Law's Order is unapologetically written from the perspective of a near-strawman economist: hard-nosed, committed to logical rigour above all else, willing to shave off the awkward complications of reality in order to make it theoretically tractable, and (arguably) smuggling in some rather extreme moral foundations under the guise of sceptical neutrality. I think you have to be careful with this sort of thing, because even when you know and acknowledge that your conclusions are based on dubious premises and simplified models, it's easy to imbue them with more normative force than they deserve.
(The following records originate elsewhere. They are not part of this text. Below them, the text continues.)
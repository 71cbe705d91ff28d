//! Overland corridor graph.
//!
//! Nodes are major road/rail junction cities. Continents without a fixed
//! overland link (the Americas split at the Darién Gap, Japan, Korea,
//! Australia) form separate components, so a land route between them does
//! not exist and callers switch to sea freight.

use std::sync::LazyLock;

use tracing::debug;

use super::graph::{CorridorGraph, CorridorGraphBuilder};
use crate::domain::Coord;

/// Paths longer than this multiple of the direct distance are suspect...
const DETOUR_RATIO: f64 = 3.2;
/// ...and rejected when they also exceed it by this many km.
const DETOUR_EXCESS_KM: f64 = 5000.0;

static LAND: LazyLock<CorridorGraph> = LazyLock::new(build);

/// The process-wide land corridor graph.
pub fn graph() -> &'static CorridorGraph {
    &LAND
}

/// Node path between the land nodes nearest to `from` and `to`.
///
/// Both endpoints must have a node within `anchor_cap_km`. Paths that wander
/// far beyond the direct distance are rejected.
pub fn route(from: &Coord, to: &Coord, anchor_cap_km: f64) -> Option<Vec<Coord>> {
    let g = graph();
    let (start, _) = g.nearest_within(from, anchor_cap_km)?;
    let (goal, _) = g.nearest_within(to, anchor_cap_km)?;
    let (path, length_km) = g.shortest_path(start.key, goal.key)?;

    let direct_km = from.distance_km(to);
    if length_km > DETOUR_RATIO * direct_km && length_km - direct_km > DETOUR_EXCESS_KM {
        debug!(
            from = start.key,
            to = goal.key,
            length_km,
            direct_km,
            "land corridor rejected as detour"
        );
        return None;
    }

    Some(path.into_iter().map(|n| n.coord).collect())
}

/// Whether an overland route exists between the two points.
pub fn connected(from: &Coord, to: &Coord, anchor_cap_km: f64) -> bool {
    let g = graph();
    let (Some((start, _)), Some((goal, _))) = (
        g.nearest_within(from, anchor_cap_km),
        g.nearest_within(to, anchor_cap_km),
    ) else {
        return false;
    };
    g.shortest_path(start.key, goal.key).is_some()
}

fn build() -> CorridorGraph {
    CorridorGraphBuilder::new()
        // Western and central Europe
        .node("lisbon", -9.14, 38.72)
        .node("madrid", -3.70, 40.42)
        .node("paris", 2.35, 48.86)
        .node("london", -0.13, 51.51)
        .node("rotterdam", 4.48, 51.92)
        .node("frankfurt", 8.68, 50.11)
        .node("hamburg", 9.99, 53.55)
        .node("berlin", 13.40, 52.52)
        .node("munich", 11.58, 48.14)
        .node("milan", 9.19, 45.46)
        .node("rome", 12.50, 41.90)
        .node("vienna", 16.37, 48.21)
        .node("warsaw", 21.01, 52.23)
        .node("budapest", 19.04, 47.50)
        .node("belgrade", 20.46, 44.79)
        .node("athens", 23.73, 37.98)
        .node("istanbul", 28.98, 41.01)
        // Eastern Europe and Russia
        .node("minsk", 27.56, 53.90)
        .node("kyiv", 30.52, 50.45)
        .node("moscow", 37.62, 55.76)
        .node("samara", 50.10, 53.20)
        .node("yekaterinburg", 60.60, 56.84)
        .node("novosibirsk", 82.92, 55.03)
        .node("irkutsk", 104.28, 52.29)
        // Middle East and Central Asia
        .node("ankara", 32.85, 39.93)
        .node("tbilisi", 44.79, 41.72)
        .node("baku", 49.87, 40.41)
        .node("tehran", 51.39, 35.69)
        .node("amman", 35.93, 31.95)
        .node("riyadh", 46.68, 24.71)
        .node("jeddah", 39.19, 21.49)
        .node("dubai", 55.27, 25.20)
        .node("astana", 71.43, 51.13)
        .node("almaty", 76.85, 43.22)
        .node("tashkent", 69.24, 41.30)
        .node("kabul", 69.21, 34.56)
        .node("khorgos", 80.42, 44.21)
        .node("kashgar", 75.99, 39.47)
        // South Asia
        .node("islamabad", 73.05, 33.68)
        .node("lahore", 74.36, 31.55)
        .node("karachi", 67.00, 24.86)
        .node("delhi", 77.10, 28.70)
        .node("mumbai", 72.88, 19.08)
        .node("kolkata", 88.36, 22.57)
        .node("chennai", 80.27, 13.08)
        // China and Southeast Asia
        .node("urumqi", 87.62, 43.83)
        .node("lanzhou", 103.83, 36.06)
        .node("xian", 108.94, 34.34)
        .node("chengdu", 104.07, 30.57)
        .node("chongqing", 106.55, 29.56)
        .node("wuhan", 114.31, 30.59)
        .node("beijing", 116.41, 39.90)
        .node("shanghai", 121.47, 31.23)
        .node("guangzhou", 113.26, 23.13)
        .node("shenyang", 123.43, 41.81)
        .node("harbin", 126.53, 45.80)
        .node("vladivostok", 131.89, 43.12)
        .node("ulaanbaatar", 106.91, 47.89)
        .node("kunming", 102.83, 24.88)
        .node("nanning", 108.37, 22.82)
        .node("hanoi", 105.83, 21.03)
        .node("bangkok", 100.50, 13.76)
        .node("kuala_lumpur", 101.69, 3.14)
        .node("singapore", 103.82, 1.35)
        // Korea and Japan
        .node("seoul", 126.98, 37.57)
        .node("busan", 129.08, 35.18)
        .node("tokyo", 139.69, 35.69)
        .node("osaka", 135.50, 34.69)
        // Africa
        .node("cairo", 31.24, 30.04)
        .node("khartoum", 32.56, 15.50)
        .node("addis_ababa", 38.75, 9.03)
        .node("nairobi", 36.82, -1.29)
        .node("dar_es_salaam", 39.28, -6.79)
        .node("lusaka", 28.32, -15.39)
        .node("johannesburg", 28.05, -26.20)
        .node("durban", 31.02, -29.86)
        .node("cape_town", 18.42, -33.92)
        .node("kinshasa", 15.27, -4.44)
        .node("ndjamena", 15.04, 12.13)
        .node("lagos", 3.38, 6.52)
        .node("accra", -0.19, 5.60)
        .node("abidjan", -4.01, 5.36)
        .node("bamako", -8.00, 12.64)
        .node("niamey", 2.11, 13.51)
        .node("dakar", -17.45, 14.72)
        .node("algiers", 3.06, 36.75)
        .node("tunis", 10.18, 36.81)
        .node("tripoli", 13.19, 32.89)
        .node("casablanca", -7.59, 33.57)
        .node("tangier", -5.80, 35.76)
        // North and Central America
        .node("vancouver", -123.12, 49.28)
        .node("seattle", -122.33, 47.61)
        .node("san_francisco", -122.42, 37.77)
        .node("los_angeles", -118.24, 34.05)
        .node("phoenix", -112.07, 33.45)
        .node("salt_lake_city", -111.89, 40.76)
        .node("denver", -104.99, 39.74)
        .node("dallas", -96.80, 32.78)
        .node("houston", -95.37, 29.76)
        .node("kansas_city", -94.58, 39.10)
        .node("chicago", -87.63, 41.88)
        .node("memphis", -90.05, 35.15)
        .node("atlanta", -84.39, 33.75)
        .node("miami", -80.19, 25.76)
        .node("washington", -77.04, 38.91)
        .node("new_york", -74.01, 40.71)
        .node("toronto", -79.38, 43.65)
        .node("montreal", -73.57, 45.50)
        .node("winnipeg", -97.14, 49.90)
        .node("calgary", -114.07, 51.05)
        .node("monterrey", -100.32, 25.69)
        .node("mexico_city", -99.13, 19.43)
        .node("guadalajara", -103.35, 20.66)
        .node("guatemala_city", -90.51, 14.63)
        .node("panama_city", -79.52, 8.98)
        // South America
        .node("caracas", -66.90, 10.49)
        .node("bogota", -74.07, 4.71)
        .node("quito", -78.47, -0.18)
        .node("lima", -77.04, -12.05)
        .node("la_paz", -68.15, -16.50)
        .node("santiago", -70.67, -33.45)
        .node("buenos_aires", -58.38, -34.60)
        .node("montevideo", -56.16, -34.90)
        .node("asuncion", -57.58, -25.26)
        .node("sao_paulo", -46.63, -23.55)
        .node("rio_de_janeiro", -43.17, -22.91)
        .node("belo_horizonte", -43.94, -19.92)
        .node("manaus", -60.02, -3.12)
        // Australia
        .node("perth", 115.86, -31.95)
        .node("adelaide", 138.60, -34.93)
        .node("melbourne", 144.96, -37.81)
        .node("sydney", 151.21, -33.87)
        .node("brisbane", 153.03, -27.47)
        .node("alice_springs", 133.88, -23.70)
        .node("darwin", 130.84, -12.46)
        // Europe
        .edge("lisbon", "madrid")
        .edge("madrid", "paris")
        .edge("paris", "london")
        .edge("paris", "rotterdam")
        .edge("paris", "frankfurt")
        .edge("paris", "milan")
        .edge("rotterdam", "hamburg")
        .edge("rotterdam", "frankfurt")
        .edge("frankfurt", "munich")
        .edge("frankfurt", "berlin")
        .edge("hamburg", "berlin")
        .edge("berlin", "warsaw")
        .edge("munich", "vienna")
        .edge("munich", "milan")
        .edge("milan", "rome")
        .edge("vienna", "budapest")
        .edge("vienna", "warsaw")
        .edge("budapest", "belgrade")
        .edge("belgrade", "istanbul")
        .edge("belgrade", "athens")
        .edge("warsaw", "minsk")
        .edge("warsaw", "kyiv")
        .edge("minsk", "moscow")
        .edge("kyiv", "moscow")
        // Russia and the Trans-Siberian
        .edge("moscow", "samara")
        .edge("samara", "yekaterinburg")
        .edge("yekaterinburg", "novosibirsk")
        .edge("novosibirsk", "irkutsk")
        .edge("irkutsk", "ulaanbaatar")
        .edge("ulaanbaatar", "beijing")
        // Central Asia and the Middle East
        .edge("yekaterinburg", "astana")
        .edge("samara", "astana")
        .edge("astana", "almaty")
        .edge("almaty", "tashkent")
        .edge("almaty", "khorgos")
        .edge("khorgos", "urumqi")
        .edge("istanbul", "ankara")
        .edge("ankara", "tbilisi")
        .edge("tbilisi", "baku")
        .edge("baku", "tehran")
        .edge("ankara", "tehran")
        .edge("tehran", "tashkent")
        .edge("tehran", "karachi")
        .edge("tashkent", "kabul")
        .edge("kabul", "islamabad")
        .edge("ankara", "amman")
        .edge("amman", "riyadh")
        .edge("amman", "cairo")
        .edge("riyadh", "dubai")
        .edge("riyadh", "jeddah")
        // South Asia
        .edge("islamabad", "lahore")
        .edge("islamabad", "kashgar")
        .edge("kashgar", "urumqi")
        .edge("karachi", "lahore")
        .edge("lahore", "delhi")
        .edge("delhi", "mumbai")
        .edge("delhi", "kolkata")
        .edge("mumbai", "chennai")
        .edge("chennai", "kolkata")
        // China and Southeast Asia
        .edge("urumqi", "lanzhou")
        .edge("lanzhou", "xian")
        .edge("xian", "beijing")
        .edge("xian", "wuhan")
        .edge("xian", "chengdu")
        .edge("chengdu", "chongqing")
        .edge("chongqing", "wuhan")
        .edge("wuhan", "shanghai")
        .edge("wuhan", "guangzhou")
        .edge("beijing", "shanghai")
        .edge("beijing", "shenyang")
        .edge("shenyang", "harbin")
        .edge("harbin", "vladivostok")
        .edge("kunming", "chengdu")
        .edge("kunming", "nanning")
        .edge("kunming", "bangkok")
        .edge("guangzhou", "nanning")
        .edge("nanning", "hanoi")
        .edge("bangkok", "kuala_lumpur")
        .edge("kuala_lumpur", "singapore")
        // Korea and Japan
        .edge("seoul", "busan")
        .edge("tokyo", "osaka")
        // Africa
        .edge("cairo", "khartoum")
        .edge("khartoum", "addis_ababa")
        .edge("addis_ababa", "nairobi")
        .edge("nairobi", "dar_es_salaam")
        .edge("dar_es_salaam", "lusaka")
        .edge("lusaka", "johannesburg")
        .edge("johannesburg", "durban")
        .edge("johannesburg", "cape_town")
        .edge("lusaka", "kinshasa")
        .edge("khartoum", "ndjamena")
        .edge("ndjamena", "lagos")
        .edge("lagos", "accra")
        .edge("accra", "abidjan")
        .edge("abidjan", "bamako")
        .edge("bamako", "dakar")
        .edge("lagos", "niamey")
        .edge("niamey", "bamako")
        .edge("niamey", "algiers")
        .edge("algiers", "tunis")
        .edge("tunis", "tripoli")
        .edge("tripoli", "cairo")
        .edge("algiers", "casablanca")
        .edge("casablanca", "tangier")
        .edge("casablanca", "dakar")
        .edge("tangier", "madrid")
        // North and Central America
        .edge("vancouver", "seattle")
        .edge("vancouver", "calgary")
        .edge("calgary", "winnipeg")
        .edge("winnipeg", "toronto")
        .edge("seattle", "san_francisco")
        .edge("seattle", "salt_lake_city")
        .edge("san_francisco", "los_angeles")
        .edge("san_francisco", "salt_lake_city")
        .edge("los_angeles", "phoenix")
        .edge("phoenix", "dallas")
        .edge("phoenix", "denver")
        .edge("salt_lake_city", "denver")
        .edge("denver", "kansas_city")
        .edge("kansas_city", "chicago")
        .edge("dallas", "houston")
        .edge("dallas", "kansas_city")
        .edge("dallas", "memphis")
        .edge("memphis", "chicago")
        .edge("memphis", "atlanta")
        .edge("atlanta", "miami")
        .edge("atlanta", "washington")
        .edge("washington", "new_york")
        .edge("new_york", "chicago")
        .edge("chicago", "toronto")
        .edge("toronto", "montreal")
        .edge("montreal", "new_york")
        .edge("dallas", "monterrey")
        .edge("houston", "monterrey")
        .edge("monterrey", "mexico_city")
        .edge("mexico_city", "guadalajara")
        .edge("mexico_city", "guatemala_city")
        .edge("guatemala_city", "panama_city")
        // South America
        .edge("caracas", "bogota")
        .edge("bogota", "quito")
        .edge("quito", "lima")
        .edge("lima", "la_paz")
        .edge("la_paz", "santiago")
        .edge("santiago", "buenos_aires")
        .edge("buenos_aires", "montevideo")
        .edge("buenos_aires", "asuncion")
        .edge("asuncion", "sao_paulo")
        .edge("montevideo", "sao_paulo")
        .edge("sao_paulo", "rio_de_janeiro")
        .edge("rio_de_janeiro", "belo_horizonte")
        .edge("manaus", "caracas")
        // Australia
        .edge("perth", "adelaide")
        .edge("adelaide", "melbourne")
        .edge("melbourne", "sydney")
        .edge("sydney", "brisbane")
        .edge("adelaide", "alice_springs")
        .edge("alice_springs", "darwin")
        .build()
}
I feel like Friedman falls into this trap himself: although he acknowledges that wealth maximisation != happiness maximisation, that real people are not actually perfectly rational and fully informed, that there are always relevant facts missing from any simple model, and so on, he sure does seem wedded to the pursuit of (a somewhat naive concepion of) economic efficiency, and to individual freedom (of the right-wing libertarian variety) as a kind of panacea.

My other criticism is that, although it is written in a fairly accessible style, it can be a bit of a slog -- sometimes because the pace or style of the explanation is (for me) a bit off, sometimes just because it's fairly dry stuff. It took me a long time to get through, and I often had to push myself to go back to it.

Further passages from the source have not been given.